» Task brief:
The lines to return are those below that contain the word "relay".
** Extracted information follows **
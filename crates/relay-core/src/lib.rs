//! relay-core: session and context lifecycle engine for cc-relay
//!
//! Chats talk to the Claude Code CLI through isolated conversation contexts.
//! This crate owns the durable chat-to-conversation mapping, the bounded
//! in-memory session registry, background expiry, and conversation transfer.

pub mod backend;
pub mod clock;
pub mod config;
pub mod context;
pub mod error;
pub mod events;
pub mod handler;
pub mod session;
pub mod storage;
pub mod worker;

pub use backend::{Backend, BackendReply, ClaudeCli, ToolUse};
pub use clock::{Clock, ManualClock, SystemClock};
pub use config::Config;
pub use context::{ContextManager, ExpiryWorker, Resumed, SweepReport};
pub use error::{Error, Result};
pub use handler::{IncomingMessage, MessageHandler};
pub use session::{RegistryLimits, Session, SessionKiller, SessionRegistry};
pub use storage::{ChatContext, CleanupKind, CleanupResult, Storage, TransferResult};
pub use worker::WorkerHandle;
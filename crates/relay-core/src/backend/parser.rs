//! CLI output parsing

use std::sync::LazyLock;

use regex::Regex;
use serde::Deserialize;
use tracing::warn;

use super::{BackendReply, ToolUse};
use crate::{Error, Result};

const EMPTY_RESULT: &str = "No response from Claude";

static TOOL_LINE: LazyLock<Regex> =
    LazyLock::new(|| Regex::new(r"(?m)Tool:[ \t]*(\S[^\r\n]*?)[ \t]*\r?$").unwrap());

/// Shape of `--output-format json`
#[derive(Debug, Deserialize)]
struct CliOutput {
    #[serde(default)]
    result: String,
    #[serde(default)]
    session_id: Option<String>,
    #[serde(default)]
    is_error: bool,
    #[serde(default)]
    subtype: Option<String>,
}

/// Turn raw CLI stdout into a reply.
///
/// Output that is not JSON is passed through as the reply text. A JSON
/// payload flagged `is_error` becomes [`Error::Backend`].
pub fn parse_output(raw: &str) -> Result<BackendReply> {
    let trimmed = raw.trim();

    let output: CliOutput = match serde_json::from_str(trimmed) {
        Ok(output) => output,
        Err(e) => {
            warn!("Failed to parse CLI JSON output: {}", e);
            return Ok(BackendReply {
                text: trimmed.to_string(),
                conversation_id: None,
                tools: extract_tools(trimmed),
            });
        }
    };

    if output.is_error {
        let reason = if output.result.is_empty() {
            output.subtype.unwrap_or_else(|| "unknown error".to_string())
        } else {
            output.result
        };
        return Err(Error::Backend(reason));
    }

    let text = if output.result.is_empty() {
        EMPTY_RESULT.to_string()
    } else {
        output.result
    };

    Ok(BackendReply {
        tools: extract_tools(&text),
        text,
        conversation_id: output.session_id.filter(|id| !id.is_empty()),
    })
}

/// Collect `Tool: <name>` lines as successful tool executions.
pub fn extract_tools(text: &str) -> Vec<ToolUse> {
    TOOL_LINE
        .captures_iter(text)
        .filter_map(|caps| caps.get(1))
        .map(|name| ToolUse {
            name: name.as_str().to_string(),
            status: "success".to_string(),
        })
        .collect()
}
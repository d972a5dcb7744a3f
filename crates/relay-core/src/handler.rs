//! Inbound message handling
//!
//! Resolves the chat's context, runs the query through the registry and
//! records the turn. Chat commands (`/reset`, `/status`, ...) are handled here
//! too. Transports only deliver [`IncomingMessage`]s and send back the text.

use std::sync::Arc;

use tracing::{debug, info, warn};

use crate::config::AccessConfig;
use crate::context::{ContextManager, ExpiryWorker, Resumed};
use crate::session::SessionRegistry;
use crate::storage::{Role, Storage};
use crate::{Error, Result};

const EMPTY_REPLY: &str = "I received your message but have no response to provide.";

const HELP_TEXT: &str = "\
Commands:
  /reset                Start a fresh conversation (history is kept)
  /status               Show this chat's conversation state
  /transfer <chat_id>   Move the conversation of another chat here
  /resume <conv_id>     Continue a conversation by its id
  /help                 Show this help

Anything else is sent to Claude.";

/// A message delivered by a transport
#[derive(Debug, Clone)]
pub struct IncomingMessage {
    pub chat_id: String,
    /// e.g. "private", "group"
    pub chat_type: String,
    pub sender_id: String,
    pub text: String,
}

impl IncomingMessage {
    pub fn new(
        chat_id: impl Into<String>,
        chat_type: impl Into<String>,
        sender_id: impl Into<String>,
        text: impl Into<String>,
    ) -> Self {
        Self {
            chat_id: chat_id.into(),
            chat_type: chat_type.into(),
            sender_id: sender_id.into(),
            text: text.into(),
        }
    }
}

#[derive(Debug, PartialEq, Eq)]
enum Command<'a> {
    Reset,
    Status,
    Transfer(Option<&'a str>),
    Resume(Option<&'a str>),
    Help,
    Unknown(&'a str),
}

impl<'a> Command<'a> {
    fn parse(text: &'a str) -> Option<Self> {
        let text = text.trim();
        if !text.starts_with('/') {
            return None;
        }

        let mut parts = text.split_whitespace();
        let name = parts.next().unwrap_or_default();
        let arg = parts.next();

        Some(match name {
            "/reset" => Command::Reset,
            "/status" => Command::Status,
            "/transfer" => Command::Transfer(arg),
            "/resume" => Command::Resume(arg),
            "/help" | "/start" => Command::Help,
            other => Command::Unknown(other),
        })
    }
}

pub struct MessageHandler {
    storage: Arc<Storage>,
    contexts: Arc<ContextManager>,
    registry: Arc<SessionRegistry>,
    expiry: Arc<ExpiryWorker>,
    access: AccessConfig,
}

impl MessageHandler {
    pub fn new(
        storage: Arc<Storage>,
        contexts: Arc<ContextManager>,
        registry: Arc<SessionRegistry>,
        expiry: Arc<ExpiryWorker>,
        access: AccessConfig,
    ) -> Self {
        Self {
            storage,
            contexts,
            registry,
            expiry,
            access,
        }
    }

    /// Handle one message. `None` means the sender is not allowed and
    /// nothing should be sent back.
    pub async fn handle(&self, msg: &IncomingMessage) -> Option<String> {
        if !self.access.allows(&msg.chat_id, &msg.sender_id) {
            debug!(chat_id = %msg.chat_id, sender_id = %msg.sender_id, "Ignoring message from unlisted chat");
            return None;
        }

        let result = match Command::parse(&msg.text) {
            Some(command) => self.run_command(command, msg).await,
            None => self.run_query(msg).await,
        };

        Some(match result {
            Ok(text) if text.trim().is_empty() => EMPTY_REPLY.to_string(),
            Ok(text) => text,
            Err(e) => {
                warn!(chat_id = %msg.chat_id, "Request failed: {}", e);
                e.user_message()
            }
        })
    }

    fn validate_query(&self, text: &str) -> Result<()> {
        if text.trim().is_empty() {
            return Err(Error::InvalidRequest("Query cannot be empty".to_string()));
        }
        let max = self.access.max_query_length;
        if text.chars().count() > max {
            return Err(Error::InvalidRequest(format!(
                "Query too long (max {} characters)",
                max
            )));
        }
        Ok(())
    }

    async fn run_query(&self, msg: &IncomingMessage) -> Result<String> {
        self.validate_query(&msg.text)?;
        let chat_id = msg.chat_id.as_str();

        let ctx = self.contexts.get_or_create(chat_id, &msg.chat_type).await?;
        if let Err(e) = self.contexts.refresh(chat_id) {
            warn!(chat_id, "Failed to refresh context: {}", e);
        }
        if let Err(e) = self
            .storage
            .save_message(chat_id, &ctx.session_id, Role::User, &msg.text)
        {
            warn!(chat_id, "Failed to save user message: {}", e);
        }

        self.registry.get_or_create(chat_id, &ctx.session_id).await?;
        let reply = self
            .registry
            .execute_query(&ctx.session_id, &msg.text, ctx.conversation_id.as_deref())
            .await?;

        if let Some(conversation_id) = &reply.conversation_id {
            if ctx.conversation_id.as_ref() != Some(conversation_id) {
                match self
                    .storage
                    .set_conversation_id(chat_id, &ctx.session_id, conversation_id)
                {
                    Ok(true) => debug!(chat_id, conversation_id = %conversation_id, "Recorded conversation id"),
                    Ok(false) => info!(chat_id, "Epoch changed during query; conversation id not recorded"),
                    Err(e) => warn!(chat_id, "Failed to record conversation id: {}", e),
                }
            }
        }

        if let Err(e) = self
            .storage
            .save_message(chat_id, &ctx.session_id, Role::Assistant, &reply.text)
        {
            warn!(chat_id, "Failed to save assistant message: {}", e);
        }
        for tool in &reply.tools {
            if let Err(e) =
                self.storage
                    .save_tool_execution(chat_id, &ctx.session_id, &tool.name, &tool.status)
            {
                warn!(chat_id, tool = %tool.name, "Failed to save tool execution: {}", e);
            }
        }

        Ok(reply.text)
    }

    async fn run_command(&self, command: Command<'_>, msg: &IncomingMessage) -> Result<String> {
        let chat_id = msg.chat_id.as_str();
        match command {
            Command::Help => Ok(HELP_TEXT.to_string()),
            Command::Unknown(name) => Ok(format!("Unknown command {}. Try /help.", name)),
            Command::Reset => match self.expiry.manual_retire(chat_id).await? {
                Some(result) => Ok(format!(
                    "Conversation reset. {} messages and {} tool runs kept in history.",
                    result.messages_preserved, result.tools_preserved
                )),
                None => Ok("Nothing to reset.".to_string()),
            },
            Command::Status => self.status(chat_id).await,
            Command::Transfer(None) => Err(Error::InvalidRequest(
                "Usage: /transfer <source_chat_id>".to_string(),
            )),
            Command::Transfer(Some(source)) => {
                let result = self.contexts.transfer(source, chat_id, &msg.chat_type).await?;
                let mut text = format!(
                    "Conversation {} moved here from {} ({} messages, {} tool runs).",
                    result.conversation_id,
                    result.source_chat_id,
                    result.messages_transferred,
                    result.tools_transferred
                );
                if result.source_was_active {
                    text.push_str(" The source chat no longer holds it.");
                }
                Ok(text)
            }
            Command::Resume(None) => Err(Error::InvalidRequest(
                "Usage: /resume <conversation_id>".to_string(),
            )),
            Command::Resume(Some(conversation_id)) => {
                match self
                    .contexts
                    .resume(chat_id, &msg.chat_type, conversation_id)
                    .await?
                {
                    Resumed::AlreadyActive(_) => {
                        Ok("This chat is already on that conversation.".to_string())
                    }
                    Resumed::Reactivated(_) => Ok(format!("Resumed conversation {}.", conversation_id)),
                    Resumed::Transferred(result) => Ok(format!(
                        "Resumed conversation {} from {} ({} messages).",
                        conversation_id, result.source_chat_id, result.messages_transferred
                    )),
                }
            }
        }
    }

    async fn status(&self, chat_id: &str) -> Result<String> {
        let Some(ctx) = self.storage.get_context(chat_id)? else {
            return Ok("No conversation yet. Send a message to start one.".to_string());
        };

        let now = self.storage.clock().now();
        let remaining = (ctx.expires_at - now).num_minutes().max(0);
        let messages = self.storage.count_messages(chat_id, &ctx.session_id)?;
        let limits = self.registry.limits();

        Ok(format!(
            "Conversation: {}\nEpoch: {}\nState: {}\nMessages this epoch: {}\nSessions: {}/{}\nFree query slots: {}/{}",
            ctx.conversation_id.as_deref().unwrap_or("(not started)"),
            ctx.session_id,
            if ctx.is_live(now) {
                format!("active, expires in {} min", remaining)
            } else {
                "inactive".to_string()
            },
            messages,
            self.registry.count().await,
            limits.max_sessions,
            self.registry.available_slots(),
            limits.max_concurrent_queries,
        ))
    }
}
use crate::results::EventResults;
use crate::voting::{percentage, PollResult};
use std::fmt::Write;

const BAR_WIDTH: u64 = 20;

pub fn render_event(event_results: &EventResults) -> String {
    let mut out = String::new();
    let _ = writeln!(
        out,
        "Event Results: {} (ID: {})\n",
        event_results.event.title, event_results.event.id
    );

    if event_results.results.is_empty() {
        out.push_str("No polls found for this event.\n");
        return out;
    }

    for result in &event_results.results {
        out.push_str(&render_result(result));
        out.push('\n');
    }
    out
}

pub fn render_result(result: &PollResult) -> String {
    let mut out = String::new();
    let _ = writeln!(out, "{}", result.question);
    let _ = writeln!(
        out,
        "{} - {}",
        result.kind.as_str().to_uppercase(),
        result.summary
    );

    for row in &result.rows {
        let pct = percentage(row.value, row.total);
        let _ = writeln!(out, "  {}  {} {} ({}%)", row.label, row.value, result.unit, pct);
        let _ = writeln!(out, "  [{}]", bar(pct));
    }
    out
}

fn bar(pct: u64) -> String {
    let filled = (pct.min(100) * BAR_WIDTH / 100) as usize;
    format!(
        "{}{}",
        "#".repeat(filled),
        "-".repeat(BAR_WIDTH as usize - filled)
    )
}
** End of Extracted information **
» Answer for the task:
filename crates/relay-core/src/lib.rs
//! relay-core: session and context lifecycle engine for cc-relay
filename crates/relay-core/src/backend/parser.rs
filename crates/relay-core/src/handler.rs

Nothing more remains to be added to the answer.